Gather every line from the entries below that includes "AppState".
------------------------------------------------------------
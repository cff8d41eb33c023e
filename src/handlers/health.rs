// handlers/health.rs - GET / and GET /health

use axum::{extract::State, http::StatusCode, response::IntoResponse, Json};
use serde_json::{json, Value};

use crate::app::AppState;
use crate::database::partition::PartitionBackend;

pub async fn root() -> Json<Value> {
    Json(json!({
        "name": env!("CARGO_PKG_NAME"),
        "version": env!("CARGO_PKG_VERSION"),
        "status": "ok",
    }))
}

/// GET /health - shared store reachability plus pool cache size
///
/// Returns 503 while the shared store is unreachable so load balancers
/// take the instance out of rotation.
pub async fn health<B: PartitionBackend>(State(state): State<AppState<B>>) -> impl IntoResponse {
    let cached_partitions = state.router.cached_slugs().await.len();

    match state.tenants.ping().await {
        Ok(()) => (
            StatusCode::OK,
            Json(json!({
                "status": "healthy",
                "database": "up",
                "cached_partitions": cached_partitions,
            })),
        ),
        Err(e) => {
            tracing::error!("Health check failed: {}", e);
            (
                StatusCode::SERVICE_UNAVAILABLE,
                Json(json!({
                    "status": "unhealthy",
                    "database": "down",
                    "cached_partitions": cached_partitions,
                })),
            )
        }
    }
}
------------------------------------------------------------
**WRITTEN RESPONSE**
use crate::app::AppState;
pub async fn health<B: PartitionBackend>(State(state): State<AppState<B>>) -> impl IntoResponse {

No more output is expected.